▶ Exercise description
Only lines holding "AppState" are wanted; copy each of them from the records below.

[Stored data]
++++++++++

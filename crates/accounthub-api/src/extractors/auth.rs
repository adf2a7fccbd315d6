//! `AuthUser` extractor — pulls the session cookie, validates it, and
//! injects the request context.

use axum::extract::FromRequestParts;
use axum::http::request::Parts;
use axum_extra::extract::cookie::CookieJar;

use accounthub_core::error::AppError;
use accounthub_service::context::RequestContext;

use crate::state::AppState;

/// Extracted authenticated user context available in API handlers.
///
/// Missing, malformed, and expired session cookies all reject with the
/// same 401.
#[derive(Debug, Clone)]
pub struct AuthUser(pub RequestContext);

impl AuthUser {
    /// Returns the inner `RequestContext`.
    pub fn context(&self) -> &RequestContext {
        &self.0
    }
}

impl std::ops::Deref for AuthUser {
    type Target = RequestContext;
    fn deref(&self) -> &Self::Target {
        &self.0
    }
}

impl FromRequestParts<AppState> for AuthUser {
    type Rejection = AppError;

    async fn from_request_parts(
        parts: &mut Parts,
        state: &AppState,
    ) -> Result<Self, Self::Rejection> {
        let jar = CookieJar::from_headers(&parts.headers);

        let token = jar
            .get(&state.config.auth.session_cookie)
            .map(|c| c.value())
            .ok_or_else(|| AppError::unauthorized("Unauthorized"))?;

        let claims = state
            .jwt_decoder
            .decode_session_token(token)
            .map_err(|_| AppError::unauthorized("Unauthorized"))?;

        let ctx = RequestContext::new(claims.user_id(), claims.role, claims.email);

        Ok(AuthUser(ctx))
    }
}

++++++++++

▶ Result of the exercise
use crate::state::AppState;
impl FromRequestParts<AppState> for AuthUser {
        state: &AppState,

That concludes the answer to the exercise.